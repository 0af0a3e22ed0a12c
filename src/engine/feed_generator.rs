// ==========================================
// ModCon 内容规划系统 - 数据源行生成器
// ==========================================
// 职责: 按 row_per 策略生成行，按列来源填充值，并对每行预览决策
// 红线: 行顺序确定 (受众外层、投放位内层)，row_id = row_0001 起连续编号
// 红线: rule 列输出占位符，实际值在投放时决策
// 说明: 单槽位 NoMatch 只记录，不中断整批生成
// ==========================================

use crate::domain::decision::{DecisioningLogic, TargetingContext};
use crate::domain::feed::{
    AudienceRef, FeedColumn, FeedColumnSource, FeedRow, FeedStructure, FeedValue, PlacementRef,
    RowPer,
};
use crate::domain::module::ModuleCatalog;
use crate::domain::snapshot::PlanSnapshot;
use crate::domain::types::{ConditionType, ModuleType};
use crate::engine::notice::Notice;
use crate::engine::rule_engine::{DecisionRuleEngine, Resolution};
use once_cell::sync::Lazy;
use regex::Regex;
use serde::{Deserialize, Serialize};
use std::collections::{BTreeMap, HashSet};
use thiserror::Error;
use tracing::{info, instrument};

/// rule 列占位符
pub const DYNAMIC_PLACEHOLDER: &str = "[DYNAMIC]";

static FORMULA_PLACEHOLDER_RE: Lazy<Regex> =
    Lazy::new(|| Regex::new(r"\{([A-Za-z0-9_]+)\}").expect("valid formula placeholder regex"));

#[derive(Error, Debug, Clone, PartialEq, Eq)]
pub enum FeedError {
    #[error("未知的行生成策略: {0}（可选: audience / placement / audience_x_placement）")]
    UnknownRowPolicy(String),

    #[error("数据源行数 {rows} 超过上限 {limit}")]
    RowLimitExceeded { rows: usize, limit: usize },
}

pub fn parse_row_policy(raw: &str) -> Result<RowPer, FeedError> {
    raw.parse::<RowPer>().map_err(FeedError::UnknownRowPolicy)
}

pub fn estimated_row_count(policy: RowPer, audiences: usize, placements: usize) -> usize {
    match policy {
        RowPer::Audience => audiences,
        RowPer::Placement => placements,
        RowPer::AudienceXPlacement => audiences * placements,
    }
}

/// 行生成输入
#[derive(Debug, Clone, Copy)]
pub struct FeedInputs<'a> {
    pub audiences: &'a [AudienceRef],
    pub placements: &'a [PlacementRef],
    pub catalog: &'a ModuleCatalog,
    pub logic: &'a DecisioningLogic,
}

impl<'a> FeedInputs<'a> {
    pub fn from_snapshot(snapshot: &'a PlanSnapshot) -> Self {
        Self {
            audiences: &snapshot.audiences,
            placements: &snapshot.placements,
            catalog: &snapshot.catalog,
            logic: &snapshot.decisioning,
        }
    }
}

#[derive(Debug, Clone, PartialEq, Serialize, Deserialize)]
pub struct FeedGeneration {
    pub policy: RowPer,
    pub rows: Vec<FeedRow>,
    /// 按列/槽位汇总的未解析情况
    pub warnings: Vec<Notice>,
}

// ==========================================
// FeedGenerator
// ==========================================
#[derive(Debug, Clone, Default)]
pub struct FeedGenerator {
    engine: DecisionRuleEngine,
    max_rows: Option<usize>,
}

impl FeedGenerator {
    pub fn new() -> Self {
        Self::default()
    }

    pub fn with_max_rows(mut self, max_rows: Option<usize>) -> Self {
        self.max_rows = max_rows;
        self
    }

    #[instrument(skip_all, fields(structure = %structure.id, row_per = %structure.row_per))]
    pub fn generate(
        &self,
        structure: &FeedStructure,
        inputs: FeedInputs<'_>,
    ) -> Result<FeedGeneration, FeedError> {
        let policy = parse_row_policy(&structure.row_per)?;
        let expected = estimated_row_count(policy, inputs.audiences.len(), inputs.placements.len());
        if let Some(limit) = self.max_rows {
            if expected > limit {
                return Err(FeedError::RowLimitExceeded {
                    rows: expected,
                    limit,
                });
            }
        }

        let bindings = row_bindings(policy, inputs.audiences, inputs.placements);
        let mut rows = Vec::with_capacity(bindings.len());
        let mut unresolved_columns: BTreeMap<&str, usize> = BTreeMap::new();
        let mut unmatched_slots: BTreeMap<ModuleType, usize> = BTreeMap::new();

        for (index, (audience, placement)) in bindings.into_iter().enumerate() {
            let row_id = format!("row_{:04}", index + 1);

            let mut values: Vec<FeedValue> = Vec::with_capacity(structure.columns.len());
            for column in &structure.columns {
                let resolved = column_value(column, audience, placement, inputs.catalog, &values, &row_id);
                if resolved.is_none() {
                    *unresolved_columns.entry(column.name.as_str()).or_default() += 1;
                }
                let value = resolved
                    .or_else(|| column.default_value.clone())
                    .unwrap_or_default();
                values.push(FeedValue {
                    column: column.name.clone(),
                    value,
                });
            }

            let preview = self.preview_decisions(structure, audience, placement, inputs.logic);
            for slot in &preview.unresolved_slots {
                *unmatched_slots.entry(*slot).or_default() += 1;
            }

            rows.push(FeedRow {
                row_id,
                audience_id: audience.map(|a| a.id.clone()),
                placement_id: placement.map(|p| p.id.clone()),
                values,
                rules_applied: preview.rules_applied,
                is_default: preview.is_default,
                unresolved_slots: preview.unresolved_slots,
            });
        }

        let mut warnings = Vec::new();
        for column in &structure.columns {
            if let Some(count) = unresolved_columns.get(column.name.as_str()) {
                warnings.push(
                    Notice::warning("feed_column_unresolved")
                        .subject(&column.name)
                        .param("source", column.source)
                        .param("rows", count),
                );
            }
        }
        for (slot, count) in &unmatched_slots {
            warnings.push(
                Notice::warning("feed_slot_no_match")
                    .subject(slot.as_str())
                    .param("rows", count),
            );
        }

        info!(
            policy = %policy,
            rows = rows.len(),
            unresolved_columns = unresolved_columns.len(),
            unmatched_slots = unmatched_slots.len(),
            "数据源行生成完成"
        );

        Ok(FeedGeneration {
            policy,
            rows,
            warnings,
        })
    }

    pub fn generate_from_snapshot(
        &self,
        structure: &FeedStructure,
        snapshot: &PlanSnapshot,
    ) -> Result<FeedGeneration, FeedError> {
        self.generate(structure, FeedInputs::from_snapshot(snapshot))
    }

    /// 对 rule 列引用的每个模块类型（去重，按列顺序）做决策预览
    fn preview_decisions(
        &self,
        structure: &FeedStructure,
        audience: Option<&AudienceRef>,
        placement: Option<&PlacementRef>,
        logic: &DecisioningLogic,
    ) -> DecisionPreview {
        let context = row_context(audience, placement);
        let mut preview = DecisionPreview::default();
        let mut seen: HashSet<ModuleType> = HashSet::new();

        for column in &structure.columns {
            if column.source != FeedColumnSource::Rule {
                continue;
            }
            let Some(slot) = column.rule_module_type() else {
                continue;
            };
            if !seen.insert(slot) {
                continue;
            }
            match self.engine.resolve(&context, logic, slot) {
                Resolution::Rule { rule_id, .. } => preview.rules_applied.push(rule_id),
                Resolution::Default { .. } if structure.include_defaults => preview.is_default = true,
                Resolution::Default { .. } | Resolution::NoMatch => {
                    preview.unresolved_slots.push(slot)
                }
            }
        }
        preview
    }
}

#[derive(Debug, Default)]
struct DecisionPreview {
    rules_applied: Vec<String>,
    is_default: bool,
    unresolved_slots: Vec<ModuleType>,
}

fn row_bindings<'a>(
    policy: RowPer,
    audiences: &'a [AudienceRef],
    placements: &'a [PlacementRef],
) -> Vec<(Option<&'a AudienceRef>, Option<&'a PlacementRef>)> {
    match policy {
        RowPer::Audience => audiences.iter().map(|a| (Some(a), None)).collect(),
        RowPer::Placement => placements.iter().map(|p| (None, Some(p))).collect(),
        RowPer::AudienceXPlacement => audiences
            .iter()
            .flat_map(|a| placements.iter().map(move |p| (Some(a), Some(p))))
            .collect(),
    }
}

/// 行绑定的受众/投放位转成定向上下文
pub fn row_context(audience: Option<&AudienceRef>, placement: Option<&PlacementRef>) -> TargetingContext {
    let mut ctx = TargetingContext::new();
    if let Some(a) = audience {
        ctx.set(ConditionType::Audience, a.id.clone());
        if let Some(stage) = a.funnel_stage {
            ctx.set(ConditionType::FunnelStage, stage.as_str());
        }
        for (key, value) in &a.attributes {
            ctx = apply_attribute(ctx, key, value);
        }
    }
    if let Some(p) = placement {
        ctx.set(ConditionType::Placement, p.id.clone());
        if let Some(platform) = &p.platform {
            ctx.set(ConditionType::Platform, platform.clone());
        }
        for (key, value) in &p.attributes {
            ctx = apply_attribute(ctx, key, value);
        }
    }
    ctx
}

/// 属性名与条件类型同名时作为该类型的值，同时总是作为 custom 字段
fn apply_attribute(mut ctx: TargetingContext, key: &str, value: &str) -> TargetingContext {
    if let Ok(t) = key.parse::<ConditionType>() {
        if !matches!(t, ConditionType::Custom | ConditionType::Audience | ConditionType::Placement) {
            ctx.set(t, value.to_string());
        }
    }
    ctx.with_custom(key, value)
}

fn column_value(
    column: &FeedColumn,
    audience: Option<&AudienceRef>,
    placement: Option<&PlacementRef>,
    catalog: &ModuleCatalog,
    resolved: &[FeedValue],
    row_id: &str,
) -> Option<String> {
    let reference = column.source_reference.as_deref();
    match column.source {
        FeedColumnSource::Static => column.default_value.clone(),
        FeedColumnSource::Audience => audience.and_then(|a| a.field(reference.unwrap_or("id"))),
        FeedColumnSource::Placement => placement.and_then(|p| p.field(reference.unwrap_or("id"))),
        FeedColumnSource::Module => reference
            .and_then(|module_id| catalog.find_module(module_id))
            .and_then(|m| m.first_variation())
            .map(|v| v.preview_value().to_string()),
        FeedColumnSource::Rule => Some(DYNAMIC_PLACEHOLDER.to_string()),
        FeedColumnSource::Formula => reference.and_then(|t| render_formula(t, resolved, row_id)),
    }
}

What to produce: In the listing above, find the lines holding the word "RowLimitExceeded" and copy them.

Solution for this task:
    RowLimitExceeded { rows: usize, limit: usize },
                return Err(FeedError::RowLimitExceeded {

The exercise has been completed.